As Six-Party Talks resumed in Beijing on December 18, North Korea maintained its defiance (Korea Times), going so far as to demand mutual disarmament talks with the United States. But Pyongyang's real objective, which its delegates have made a precondition for any other negotiations, is the lifting of U.S. financial sanctions (Asia Times). On Tuesday, finance officials from both countries met on the sidelines to discuss the U.S. restrictions (BBC), including those imposed on a Macao-based bank linked to North Korean money laundering. Ahead of the meeting, Christopher Hill, the State Department’s point man on North Korea, said he hoped for “significant progress” in the first round, though experts say that is unlikely.
The talks began in 2003 and stalled when Pyongyang walked away from the negotiating table just over a year ago. Prospects for any deal are grim at this point, says CFR Director of Studies Gary Samore. The North Korean regime’s “strategic objective is to survive” and it believes it can ensure that by having a nuclear weapons capability, Samore told a news briefing just prior to the new round.

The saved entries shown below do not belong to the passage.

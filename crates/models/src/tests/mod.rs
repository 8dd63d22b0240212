/// Connection gateway tests
pub mod db_tests;


use migration::MigratorTrait;
use sea_orm::DatabaseConnection;
use tokio::sync::OnceCell;

use crate::db::{self, DatabaseConfig};

static MIGRATED: OnceCell<bool> = OnceCell::const_new();

/// Live connection for DB-backed tests, or `None` when no database is configured
/// (or `SKIP_DB_TESTS` is set).
pub(crate) async fn test_db() -> Option<DatabaseConnection> {
    if std::env::var("SKIP_DB_TESTS").is_ok() || db::DATABASE_URL.is_none() {
        return None;
    }
    let cfg = DatabaseConfig::from_env();
    let migrated = *MIGRATED
        .get_or_init(|| async {
            match db::connect_with_config(&cfg).await {
                Ok(conn) => migration::Migrator::up(&conn, None).await.is_ok(),
                Err(e) => {
                    eprintln!("skip: cannot connect to db: {}", e);
                    false
                }
            }
        })
        .await;
    if !migrated {
        return None;
    }
    db::connect_with_config(&cfg).await.ok()
}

A commentary by Michael Breen in the Korea Times says, “The pretend objective, about nuclear weapons, may yield some pretend results,” and how the United States and China negotiate with each other will prove to be the most important aspect of the talks. Beijing pressed North Korea to rejoin Six-Party Talks in late October. But China is likely to be satisfied with North Korea merely resuming a diplomatic process and is not expected to push for immediate results, CFR Senior Fellow Adam Segal tells Bernard Gwertzman. Washington and Beijing need to overcome strategic differences to create a joint approach that includes a U.S. pledge not to move its troops north of the thirty-eighth parallel, write Minxin Pei and Oriana Skylar Mastro of the Carnegie Endowment for International Peace.

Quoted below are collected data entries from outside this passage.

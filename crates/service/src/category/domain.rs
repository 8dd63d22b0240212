use serde::{Deserialize, Serialize};

/// A category record as exchanged between the HTTP layer, the coordinator and
/// the store. `id` is 0 until the store has assigned one.
#[derive(Debug, Clone, PartialEq, Eq, Default, Serialize, Deserialize)]
pub struct Category {
    #[serde(default)]
    pub id: i64,
    #[serde(default)]
    pub name: String,
    #[serde(default)]
    pub description: Option<String>,
    #[serde(default)]
    pub is_active: bool,
}

impl Category {
    pub fn new(name: impl Into<String>) -> Self {
        Self { name: name.into(), ..Default::default() }
    }
}

impl From<models::category::Model> for Category {
    fn from(m: models::category::Model) -> Self {
        Self { id: m.category_id, name: m.name, description: m.description, is_active: m.is_active }
    }
}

The divergent interests of Six-Party Talk members—the two Koreas, the United States, China, Japan, and Russia—limit possibilities for a coherent North Korea policy. The United States and Japan, eyeing the buildup of a North Korean arsenal capable of reaching their shores, have taken a hardline approach. After the October test, China rebuked North Korea but still hesitated to back harsh sanctions out of fear of sparking a refugee crisis. Meanwhile, an East Asia expert at the Australian National University writes in the Asia Times that South Korea continues to increase aid to its neighbor even as Kim Jong-Il’s regime becomes more repressive. Glyn Ford, a member of the EU Parliament’s delegation to North Korea, calls the negotiations “Dead Talks Walking” in an article for the Nautilus Institute. He suggests involving more players than the original six—with the first invitation extended to the EU.

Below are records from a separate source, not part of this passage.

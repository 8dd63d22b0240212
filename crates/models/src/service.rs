use sea_orm::entity::prelude::*;
use sea_orm::{FromQueryResult, Select};
use serde::{Deserialize, Serialize};

use crate::category;

#[derive(Clone, Debug, PartialEq, Eq, DeriveEntityModel, Serialize, Deserialize)]
#[sea_orm(table_name = "services")]
pub struct Model {
    #[sea_orm(primary_key)]
    pub service_id: i64,
    pub category_id: i64,
    pub name: String,
    #[sea_orm(column_type = "Text", nullable)]
    pub description: Option<String>,
    pub is_active: bool,
}

#[derive(Copy, Clone, Debug, EnumIter)]
pub enum Relation { Category }

impl RelationTrait for Relation {
    fn def(&self) -> RelationDef {
        match self {
            Relation::Category => Entity::belongs_to(category::Entity)
                .from(Column::CategoryId)
                .to(category::Column::CategoryId)
                .into(),
        }
    }
}

impl Related<category::Entity> for Entity {
    fn to() -> RelationDef { Relation::Category.def() }
}

impl ActiveModelBehavior for ActiveModel {}

/// A `services` row joined with the owning category's name.
///
/// Only produced by reads; `category_name` is never written back.
#[derive(Clone, Debug, PartialEq, Eq, FromQueryResult)]
pub struct WithCategoryName {
    pub service_id: i64,
    pub category_id: i64,
    pub name: String,
    pub description: Option<String>,
    pub is_active: bool,
    pub category_name: String,
}

/// `SELECT services.*, categories.name AS category_name FROM services JOIN categories ...`
pub fn find_with_category_name() -> Select<Entity> {
    use sea_orm::{JoinType, QuerySelect};
    Entity::find()
        .column_as(category::Column::Name, "category_name")
        .join(JoinType::InnerJoin, Relation::Category.def())
}
use std::time::Duration;

use axum::Router;
use common::utils::logging::init_logging_from_env;
use configs::AppConfig;
use dotenvy::dotenv;
use migration::{Migrator, MigratorTrait};
use models::db::{self, DatabaseConfig};
use sea_orm::DatabaseConnection;
use service::Catalog;
use tower_http::cors::CorsLayer;
use tracing::{info, warn};

use crate::routes;
use crate::state::ServerState;

fn build_cors() -> CorsLayer {
    CorsLayer::very_permissive()
}

/// Apply pending schema migrations. Any failure aborts startup.
async fn migrate(db: &DatabaseConnection) -> anyhow::Result<()> {
    let pending = Migrator::get_pending_migrations(db).await?.len();
    info!(pending, "applying database migrations");
    Migrator::up(db, None).await?;
    info!("database schema up to date");
    Ok(())
}

async fn shutdown_signal() {
    match tokio::signal::ctrl_c().await {
        Ok(()) => info!("received Ctrl+C, shutting down"),
        Err(e) => warn!(err = %e, "failed to listen for Ctrl+C"),
    }
}

/// Public entry: connect, migrate, build the app and serve until Ctrl+C.
pub async fn run() -> anyhow::Result<()> {
    dotenv().ok();
    init_logging_from_env();

    let cfg = AppConfig::load_and_validate()?;

    let db = db::connect_with_config(&DatabaseConfig::from(&cfg.database)).await?;
    migrate(&db).await?;

    let state = ServerState::new(Catalog::with_database(db.clone()));
    let timeout = Duration::from_secs(cfg.server.request_timeout_secs);
    let app: Router = routes::build_router(state, build_cors(), timeout);

    let addr = cfg.server.bind_addr();
    let listener = tokio::net::TcpListener::bind(&addr).await?;
    info!(%addr, "catalog server listening");
    axum::serve(listener, app)
        .with_graceful_shutdown(shutdown_signal())
        .await?;

    db::close(&db).await;
    info!("server stopped");
    Ok(())
}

In terms of U.S.-North Korea policy, experts argue over the effectiveness of Clinton-era engagement strategies versus the high pressure approach of the Bush administration. In a new CFR.org Online Debate, David C. Kang, coauthor of Nuclear North Korea: A Debate on Engagement Strategies, suggests economic engagement with Pyongyang to weaken the Kim regime. But co-debater Aaron L. Friedberg, an East Asia expert who served as Vice President Dick Cheney’s deputy national security adviser, recommends a “full-scale crackdown” on the regime’s illicit activities to “put a crimp in Kim Jong-Il’s lavish lifestyle” and weaken his power.